A ideia é defendida pelos economistas de linha liberal, como Guedes e o presidente do Banco Central, Roberto Campos Neto. Este último admitiu a veracidade de um áudio vazado com exclusividade pelo portal Brasil 247, em que ele consulta André Esteves, dono do BTG Pactual, sobre o patamar mínimo (“lower bound“) da taxa de juros no Brasil. Segundo Queiroz, com esse cenário, a tendência é de que o mercado pressione mesmo por uma alta maior nos juros, porque a inflação “estourou o teto”.

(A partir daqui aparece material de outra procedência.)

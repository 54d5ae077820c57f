use std::fmt::Display;

use crate::bot::{BotConfig, Side};

/// Two bots and a map.
///
/// Optional per-side checksum and external identifier come from the submission system. A
/// declared checksum must be verified before the corresponding bot is started.
#[derive(Debug, Clone)]
pub struct Matchup {
    bots: [BotConfig; 2],
    ids: [Option<String>; 2],
    checksums: [Option<String>; 2],
    map: String,
}

impl Matchup {
    pub fn new(bot1: BotConfig, bot2: BotConfig, map: impl Into<String>) -> Matchup {
        Matchup {
            bots: [bot1, bot2],
            ids: [None, None],
            checksums: [None, None],
            map: map.into(),
        }
    }

    pub fn with_external_id(mut self, side: Side, id: impl Into<String>) -> Self {
        self.ids[side.index()] = Some(id.into());
        self
    }

    pub fn with_checksum(mut self, side: Side, checksum: impl Into<String>) -> Self {
        self.checksums[side.index()] = Some(checksum.into());
        self
    }

    pub fn bot(&self, side: Side) -> &BotConfig {
        &self.bots[side.index()]
    }

    pub fn external_id(&self, side: Side) -> Option<&str> {
        self.ids[side.index()].as_deref()
    }

    pub fn checksum(&self, side: Side) -> Option<&str> {
        self.checksums[side.index()].as_deref()
    }

    pub fn map(&self) -> &str {
        &self.map
    }
}

impl Display for Matchup {
    fn fmt(&self, f: &mut std::fmt::Formatter<'_>) -> std::fmt::Result {
        write!(
            f,
            "[{} VS {} on {}]",
            self.bots[0].name,
            self.bots[1].name,
            map_display_name(&self.map)
        )
    }
}

/// Map name without its file extension (`TestMapLE.SC2Map` -> `TestMapLE`).
pub fn map_display_name(map: &str) -> &str {
    match map.rfind('.') {
        Some(dot) => &map[..dot],
        None => map,
    }
}
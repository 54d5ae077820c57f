//! Keeping the replays of finished matches.

use std::{
    fs, io,
    path::{Path, PathBuf},
};

use anyhow::Context;
use tracing::{debug, instrument};

/// Stores what a match left in its replay directory. Failures never affect the match result.
pub trait ReplayArchiver: Send + Sync {
    fn archive(&self, match_id: &str, replay_dir: &Path) -> anyhow::Result<PathBuf>;
}

/// Moves replays into `archive_dir/<match_id>/`.
#[derive(Debug, Clone)]
pub struct DirectoryArchiver {
    archive_dir: PathBuf,
}

impl DirectoryArchiver {
    pub fn new(archive_dir: impl Into<PathBuf>) -> Self {
        Self {
            archive_dir: archive_dir.into(),
        }
    }
}

impl ReplayArchiver for DirectoryArchiver {
    #[instrument(skip(self))]
    fn archive(&self, match_id: &str, replay_dir: &Path) -> anyhow::Result<PathBuf> {
        let entries = fs::read_dir(replay_dir)
            .with_context(|| format!("could not read replay dir {}", replay_dir.display()))?;
        let target = self.archive_dir.join(match_id);
        fs::create_dir_all(&target)
            .with_context(|| format!("could not create {}", target.display()))?;

        let mut moved = 0;
        for entry in entries {
            let entry = entry?;
            if !entry.file_type()?.is_file() {
                continue;
            }
            let destination = target.join(entry.file_name());
            move_file(&entry.path(), &destination).with_context(|| {
                format!(
                    "could not move {} to {}",
                    entry.path().display(),
                    destination.display()
                )
            })?;
            moved += 1;
        }
        debug!("{moved} replay file(s) archived in {}", target.display());
        Ok(target)
    }
}

fn move_file(from: &Path, to: &Path) -> io::Result<()> {
    if fs::rename(from, to).is_ok() {
        return Ok(());
    }
    // other filesystem
    fs::copy(from, to)?;
    fs::remove_file(from)
}
use std::{
    collections::VecDeque,
    path::{Path, PathBuf},
};

use anyhow::{bail, Context};
use tracing::{info, instrument};

use super::{resolve_all, MatchupSource};
use crate::bot_registry::BotRegistry;
use crate::matchup::Matchup;

/// A local list, one matchup per line: `"Bot1"vs"Bot2" MapName`.
///
/// Blank lines and lines starting with `#` are ignored.
#[derive(Debug, Clone)]
pub struct FileMatchupSource {
    path: PathBuf,
}

impl FileMatchupSource {
    pub fn new(path: impl Into<PathBuf>) -> Self {
        Self { path: path.into() }
    }

    pub fn path(&self) -> &Path {
        &self.path
    }
}

impl MatchupSource for FileMatchupSource {
    #[instrument(skip_all, fields(path = %self.path.display()))]
    fn fetch(&self, bots: &BotRegistry) -> anyhow::Result<VecDeque<Matchup>> {
        let content = std::fs::read_to_string(&self.path)
            .with_context(|| format!("could not read matchup list '{}'", self.path.display()))?;
        let lines = content
            .lines()
            .enumerate()
            .filter(|(_, line)| {
                let line = line.trim();
                !line.is_empty() && !line.starts_with('#')
            });
        let matchups = resolve_all(lines, |(n, line)| {
            let (bot1, bot2, map) =
                parse_matchup_line(line).with_context(|| format!("line {}", n + 1))?;
            Ok(Matchup::new(
                bots.enabled(&bot1)?.clone(),
                bots.enabled(&bot2)?.clone(),
                map,
            ))
        });
        info!("{} matchup(s) read", matchups.len());
        Ok(matchups)
    }

    fn describe(&self) -> String {
        format!("matchup list {}", self.path.display())
    }
}

/// Split `"Bot1"vs"Bot2" MapName` into its three parts.
pub fn parse_matchup_line(line: &str) -> anyhow::Result<(String, String, String)> {
    let parts = line.trim().split('"').collect::<Vec<_>>();
    // ["", bot1, "vs", bot2, " map"]
    if parts.len() != 5 || !parts[0].is_empty() || !parts[2].trim().eq_ignore_ascii_case("vs") {
        bail!("expected '\"Bot1\"vs\"Bot2\" MapName', got '{line}'");
    }
    let (bot1, bot2, map) = (parts[1].trim(), parts[3].trim(), parts[4].trim());
    if bot1.is_empty() || bot2.is_empty() {
        bail!("empty bot name in '{line}'");
    }
    if map.is_empty() {
        bail!("missing map in '{line}'");
    }
    Ok((bot1.to_string(), bot2.to_string(), map.to_string()))
}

Quadro é de estagflação, diz economista

“A economia do Brasil já foi, em 2011, a 6ª maior do mundo, à frente do Reino Unido, e aspirava a 5ª colocação… Na época, a economia brasileira representava, em dólar, 3,5% da economia mundial. Todavia, a alta do dólar e a queda das commodities levaram a economia a despencar para a 9ª posição em 2015. A sucessão interminável de medidas equivocadas, tanto na área econômica como no enfrentamento à pandemia, também com reflexos na economia, levou ao tombo histórico de 4,1% do PIB em 2020 e, desse modo, o Brasil saiu do rol das dez maiores economias do mundo e caiu, segundo a agência de classificação de risco Austin Rating, para a 12ª colocação”, aponta um trecho do relatório final da CPI da Covid (veja o gráfico).

O quadro, afirma Julia Braga, professora da Universidade Federal Fluminense (UFF), é de estagflação, a soma de estagnação da atividade econômica com alta da inflação. “Esse ano estamos crescendo, mas, na verdade, estamos recuperando o que caímos durante a pandemia de Covid-19. O crescimento interanual em 2021 ainda é muito baixo” disse a economista ao portal IG.

Julia lembra que o conceito de estagflação foi cunhado na década de 70 pelo economista Milton Friedman, um dos gurus do neoliberalismo que Guedes diz professar. Naquele período, as causas da alta nos preços foram o aumento de salários e do investimento público, o que não é o caso do Brasil atual.

“Não tem a ver com nosso mercado interno, nós incorporamos a inflação que vem de fora”, afirma. “Nosso mercado de trabalho está muito fragilizado, a taxa de desemprego muito alta e não há expansão fiscal, pelo contrário.”

O esfriamento da atividade econômica, para ela, é resultado direto da política contracionista do Ministério da Economia e de medidas como o corte pela metade do auxílio emergencial antes do fim da pandemia. “Muitas pessoas ainda estavam sem fonte de renda, principalmente associadas ao setor de serviços, isso diminui a renda das famílias, contribuindo para essa estagnação que vivemos”, criticou.

Julia foi assessora econômica do Ministério do Planejamento em 2006. Em 2019, sob Bolsonaro a pasta foi anexada pelo “super Ministério da Economia” que unificou Fazenda, Planejamento e Indústria nas mãos do “posto ipiranga”. Para a economista, a decisão foi “um erro”.

“O Brasil precisa de planejamento econômico. É preciso repensar o papel dos setores de energia e alimentação. Além disso, para proteger o poder de compra das famílias mais pobres, a solução passa por programas de transferência de renda”, finalizou.